Directions for this task: Of the material below, only the lines from the line containing "pub fn submit(&mut" down to the line containing "let (ack, done) = oneshot::channel();" belong in the answer, written out exactly.

/---

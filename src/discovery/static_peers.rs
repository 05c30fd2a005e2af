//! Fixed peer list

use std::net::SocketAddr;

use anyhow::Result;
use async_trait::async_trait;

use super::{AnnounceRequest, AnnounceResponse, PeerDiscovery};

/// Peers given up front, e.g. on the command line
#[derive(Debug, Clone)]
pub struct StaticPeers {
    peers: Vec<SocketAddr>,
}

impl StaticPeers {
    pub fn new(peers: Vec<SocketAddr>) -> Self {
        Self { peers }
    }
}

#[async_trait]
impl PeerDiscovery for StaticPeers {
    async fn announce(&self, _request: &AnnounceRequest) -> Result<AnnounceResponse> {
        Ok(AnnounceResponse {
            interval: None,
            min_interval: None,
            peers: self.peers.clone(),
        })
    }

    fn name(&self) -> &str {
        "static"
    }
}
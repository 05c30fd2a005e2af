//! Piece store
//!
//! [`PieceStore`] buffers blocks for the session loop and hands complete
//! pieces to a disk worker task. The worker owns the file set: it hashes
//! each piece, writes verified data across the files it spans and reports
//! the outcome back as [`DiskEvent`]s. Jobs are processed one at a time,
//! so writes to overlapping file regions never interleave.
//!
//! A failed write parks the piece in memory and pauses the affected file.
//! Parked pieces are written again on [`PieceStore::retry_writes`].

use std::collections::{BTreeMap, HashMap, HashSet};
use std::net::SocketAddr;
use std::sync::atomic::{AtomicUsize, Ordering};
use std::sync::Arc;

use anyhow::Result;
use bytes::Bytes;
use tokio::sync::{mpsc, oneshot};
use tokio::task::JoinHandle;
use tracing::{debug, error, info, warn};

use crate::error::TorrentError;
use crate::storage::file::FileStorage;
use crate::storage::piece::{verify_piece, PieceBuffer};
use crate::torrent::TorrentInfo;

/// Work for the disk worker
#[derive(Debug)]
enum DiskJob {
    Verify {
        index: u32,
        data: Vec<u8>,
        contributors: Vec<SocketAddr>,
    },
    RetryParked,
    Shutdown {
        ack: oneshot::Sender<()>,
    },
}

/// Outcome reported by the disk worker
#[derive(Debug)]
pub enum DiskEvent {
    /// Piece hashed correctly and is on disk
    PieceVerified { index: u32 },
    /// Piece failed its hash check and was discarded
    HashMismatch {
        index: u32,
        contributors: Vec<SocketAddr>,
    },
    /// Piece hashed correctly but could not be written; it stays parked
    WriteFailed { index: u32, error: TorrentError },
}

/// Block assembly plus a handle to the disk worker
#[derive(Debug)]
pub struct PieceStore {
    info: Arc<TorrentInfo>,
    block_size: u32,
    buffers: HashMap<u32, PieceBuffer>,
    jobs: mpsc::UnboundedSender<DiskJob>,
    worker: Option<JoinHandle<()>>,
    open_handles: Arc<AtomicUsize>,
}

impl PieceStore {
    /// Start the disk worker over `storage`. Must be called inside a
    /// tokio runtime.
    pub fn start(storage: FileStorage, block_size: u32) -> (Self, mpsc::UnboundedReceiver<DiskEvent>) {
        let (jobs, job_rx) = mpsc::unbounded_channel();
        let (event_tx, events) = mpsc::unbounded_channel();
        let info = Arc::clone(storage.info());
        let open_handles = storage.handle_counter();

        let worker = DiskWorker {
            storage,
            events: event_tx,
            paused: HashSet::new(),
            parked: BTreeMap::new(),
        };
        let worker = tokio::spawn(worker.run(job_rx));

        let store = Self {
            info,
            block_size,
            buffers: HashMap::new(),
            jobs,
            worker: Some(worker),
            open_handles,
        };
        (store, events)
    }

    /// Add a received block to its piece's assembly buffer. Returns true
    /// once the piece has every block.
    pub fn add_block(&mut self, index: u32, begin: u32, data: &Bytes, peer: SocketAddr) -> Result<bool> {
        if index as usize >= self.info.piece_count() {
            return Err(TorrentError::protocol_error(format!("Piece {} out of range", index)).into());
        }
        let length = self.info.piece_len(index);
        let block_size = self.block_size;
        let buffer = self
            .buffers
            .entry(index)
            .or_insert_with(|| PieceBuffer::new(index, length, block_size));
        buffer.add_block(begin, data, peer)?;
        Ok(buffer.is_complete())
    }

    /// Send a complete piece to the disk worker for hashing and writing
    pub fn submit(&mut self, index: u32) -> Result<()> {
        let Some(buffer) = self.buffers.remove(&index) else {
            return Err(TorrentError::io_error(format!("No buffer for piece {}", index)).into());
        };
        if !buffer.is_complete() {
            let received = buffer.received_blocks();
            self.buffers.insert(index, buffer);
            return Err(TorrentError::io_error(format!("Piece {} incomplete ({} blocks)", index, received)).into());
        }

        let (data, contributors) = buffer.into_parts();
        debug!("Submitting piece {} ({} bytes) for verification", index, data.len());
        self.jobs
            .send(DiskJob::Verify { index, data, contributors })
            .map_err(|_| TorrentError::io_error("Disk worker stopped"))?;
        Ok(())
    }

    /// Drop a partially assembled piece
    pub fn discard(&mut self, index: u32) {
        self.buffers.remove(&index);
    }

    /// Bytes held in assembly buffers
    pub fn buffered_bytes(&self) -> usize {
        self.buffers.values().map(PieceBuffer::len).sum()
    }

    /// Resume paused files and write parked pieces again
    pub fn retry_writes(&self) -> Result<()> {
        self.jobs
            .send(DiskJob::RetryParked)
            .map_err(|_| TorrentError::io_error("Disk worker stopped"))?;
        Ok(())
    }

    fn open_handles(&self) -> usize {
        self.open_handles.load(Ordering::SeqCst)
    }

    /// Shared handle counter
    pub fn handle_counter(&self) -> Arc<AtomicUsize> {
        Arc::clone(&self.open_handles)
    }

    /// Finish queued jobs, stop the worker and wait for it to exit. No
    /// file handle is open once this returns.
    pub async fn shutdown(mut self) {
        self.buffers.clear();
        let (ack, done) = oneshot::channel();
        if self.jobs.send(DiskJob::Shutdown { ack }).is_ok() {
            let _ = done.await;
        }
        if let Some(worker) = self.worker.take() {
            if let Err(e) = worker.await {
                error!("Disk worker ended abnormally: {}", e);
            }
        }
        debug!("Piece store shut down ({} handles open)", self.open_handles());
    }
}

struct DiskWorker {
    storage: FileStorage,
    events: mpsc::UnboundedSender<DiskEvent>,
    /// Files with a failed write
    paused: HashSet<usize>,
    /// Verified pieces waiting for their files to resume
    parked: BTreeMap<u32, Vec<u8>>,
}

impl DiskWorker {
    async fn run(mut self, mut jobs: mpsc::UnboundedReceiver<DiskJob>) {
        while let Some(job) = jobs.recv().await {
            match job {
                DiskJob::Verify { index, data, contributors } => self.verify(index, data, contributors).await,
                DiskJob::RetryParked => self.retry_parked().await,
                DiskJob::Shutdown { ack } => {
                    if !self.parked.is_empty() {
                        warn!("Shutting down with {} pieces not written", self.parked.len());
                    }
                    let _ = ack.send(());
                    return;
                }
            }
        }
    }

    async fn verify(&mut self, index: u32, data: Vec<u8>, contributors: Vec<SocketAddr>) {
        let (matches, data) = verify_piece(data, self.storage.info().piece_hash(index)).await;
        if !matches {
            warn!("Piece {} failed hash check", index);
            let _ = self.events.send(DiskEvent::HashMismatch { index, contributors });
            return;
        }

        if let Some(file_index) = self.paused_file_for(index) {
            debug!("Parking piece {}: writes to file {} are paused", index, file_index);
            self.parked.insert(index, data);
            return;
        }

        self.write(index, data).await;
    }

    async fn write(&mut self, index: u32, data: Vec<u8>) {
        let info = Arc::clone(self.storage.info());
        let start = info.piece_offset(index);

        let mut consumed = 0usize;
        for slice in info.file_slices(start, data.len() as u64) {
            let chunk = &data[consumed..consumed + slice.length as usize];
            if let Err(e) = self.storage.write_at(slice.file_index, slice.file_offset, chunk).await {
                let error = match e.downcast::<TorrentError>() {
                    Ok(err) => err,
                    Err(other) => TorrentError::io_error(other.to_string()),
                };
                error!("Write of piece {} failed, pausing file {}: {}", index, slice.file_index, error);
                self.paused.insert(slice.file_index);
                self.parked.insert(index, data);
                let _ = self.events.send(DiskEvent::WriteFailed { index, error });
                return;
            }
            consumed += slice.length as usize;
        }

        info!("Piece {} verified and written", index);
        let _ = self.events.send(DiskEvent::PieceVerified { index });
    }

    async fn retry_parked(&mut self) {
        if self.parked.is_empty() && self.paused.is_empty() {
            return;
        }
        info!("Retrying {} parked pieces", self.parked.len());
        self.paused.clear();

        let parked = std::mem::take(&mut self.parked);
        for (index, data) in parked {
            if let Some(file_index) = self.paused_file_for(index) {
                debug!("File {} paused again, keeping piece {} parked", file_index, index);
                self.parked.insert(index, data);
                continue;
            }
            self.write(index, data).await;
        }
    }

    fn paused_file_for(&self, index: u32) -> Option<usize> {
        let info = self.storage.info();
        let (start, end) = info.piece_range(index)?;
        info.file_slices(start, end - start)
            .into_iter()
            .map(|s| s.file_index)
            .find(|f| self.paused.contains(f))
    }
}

\---
/---

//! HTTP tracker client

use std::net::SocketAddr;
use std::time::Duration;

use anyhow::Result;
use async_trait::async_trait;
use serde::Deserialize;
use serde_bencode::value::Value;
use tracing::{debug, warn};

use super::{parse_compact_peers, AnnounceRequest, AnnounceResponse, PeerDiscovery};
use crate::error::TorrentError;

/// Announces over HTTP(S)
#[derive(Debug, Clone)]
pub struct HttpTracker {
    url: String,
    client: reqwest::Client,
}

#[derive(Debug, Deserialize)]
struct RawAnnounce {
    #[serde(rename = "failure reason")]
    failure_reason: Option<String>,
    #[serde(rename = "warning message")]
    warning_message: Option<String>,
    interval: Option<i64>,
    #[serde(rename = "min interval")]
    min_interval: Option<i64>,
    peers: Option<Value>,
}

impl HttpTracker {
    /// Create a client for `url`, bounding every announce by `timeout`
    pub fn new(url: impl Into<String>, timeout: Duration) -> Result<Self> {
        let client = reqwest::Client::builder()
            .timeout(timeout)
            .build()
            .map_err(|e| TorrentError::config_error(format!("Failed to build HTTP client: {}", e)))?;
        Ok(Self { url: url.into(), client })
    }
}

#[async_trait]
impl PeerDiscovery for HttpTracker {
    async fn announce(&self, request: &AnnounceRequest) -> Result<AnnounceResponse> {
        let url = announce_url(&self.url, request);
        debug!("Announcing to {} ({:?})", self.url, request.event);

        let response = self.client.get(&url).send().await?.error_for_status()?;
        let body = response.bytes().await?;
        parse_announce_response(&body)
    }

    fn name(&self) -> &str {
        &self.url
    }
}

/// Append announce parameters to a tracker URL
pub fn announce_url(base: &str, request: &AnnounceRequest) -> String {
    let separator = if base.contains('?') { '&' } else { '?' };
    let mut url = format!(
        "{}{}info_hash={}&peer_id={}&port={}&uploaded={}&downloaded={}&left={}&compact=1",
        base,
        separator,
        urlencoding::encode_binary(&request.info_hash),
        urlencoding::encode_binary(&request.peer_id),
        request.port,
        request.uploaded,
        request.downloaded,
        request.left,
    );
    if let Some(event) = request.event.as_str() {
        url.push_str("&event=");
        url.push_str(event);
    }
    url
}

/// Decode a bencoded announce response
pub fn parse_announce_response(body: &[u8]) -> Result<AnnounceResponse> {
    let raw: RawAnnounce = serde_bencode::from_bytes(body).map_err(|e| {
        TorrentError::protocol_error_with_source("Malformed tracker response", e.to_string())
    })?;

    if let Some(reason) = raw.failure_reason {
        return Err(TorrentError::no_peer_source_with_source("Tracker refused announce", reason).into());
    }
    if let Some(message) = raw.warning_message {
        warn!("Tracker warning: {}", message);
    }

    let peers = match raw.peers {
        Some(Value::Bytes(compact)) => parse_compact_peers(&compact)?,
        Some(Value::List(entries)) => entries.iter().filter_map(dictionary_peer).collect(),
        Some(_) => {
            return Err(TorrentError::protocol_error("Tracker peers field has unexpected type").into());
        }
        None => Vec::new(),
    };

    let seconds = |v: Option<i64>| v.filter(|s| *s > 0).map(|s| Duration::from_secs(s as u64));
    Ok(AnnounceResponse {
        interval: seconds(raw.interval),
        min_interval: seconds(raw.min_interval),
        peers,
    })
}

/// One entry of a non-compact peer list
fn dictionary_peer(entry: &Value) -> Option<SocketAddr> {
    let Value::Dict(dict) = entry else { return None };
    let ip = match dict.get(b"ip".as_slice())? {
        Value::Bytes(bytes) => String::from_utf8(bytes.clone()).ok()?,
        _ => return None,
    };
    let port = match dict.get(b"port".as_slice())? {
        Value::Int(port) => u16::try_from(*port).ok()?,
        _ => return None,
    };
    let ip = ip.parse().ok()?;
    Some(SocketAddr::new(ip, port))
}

\---

Output for this task:
    pub fn submit(&mut self, index: u32) -> Result<()> {
        let Some(buffer) = self.buffers.remove(&index) else {
            return Err(TorrentError::io_error(format!("No buffer for piece {}", index)).into());
        };
        if !buffer.is_complete() {
            let received = buffer.received_blocks();
            self.buffers.insert(index, buffer);
            return Err(TorrentError::io_error(format!("Piece {} incomplete ({} blocks)", index, received)).into());
        }

        let (data, contributors) = buffer.into_parts();
        debug!("Submitting piece {} ({} bytes) for verification", index, data.len());
        self.jobs
            .send(DiskJob::Verify { index, data, contributors })
            .map_err(|_| TorrentError::io_error("Disk worker stopped"))?;
        Ok(())
    }

    /// Drop a partially assembled piece
    pub fn discard(&mut self, index: u32) {
        self.buffers.remove(&index);
    }

    /// Bytes held in assembly buffers
    pub fn buffered_bytes(&self) -> usize {
        self.buffers.values().map(PieceBuffer::len).sum()
    }

    /// Resume paused files and write parked pieces again
    pub fn retry_writes(&self) -> Result<()> {
        self.jobs
            .send(DiskJob::RetryParked)
            .map_err(|_| TorrentError::io_error("Disk worker stopped"))?;
        Ok(())
    }

    fn open_handles(&self) -> usize {
        self.open_handles.load(Ordering::SeqCst)
    }

    /// Shared handle counter
    pub fn handle_counter(&self) -> Arc<AtomicUsize> {
        Arc::clone(&self.open_handles)
    }

    /// Finish queued jobs, stop the worker and wait for it to exit. No
    /// file handle is open once this returns.
    pub async fn shutdown(mut self) {
        self.buffers.clear();
        let (ack, done) = oneshot::channel();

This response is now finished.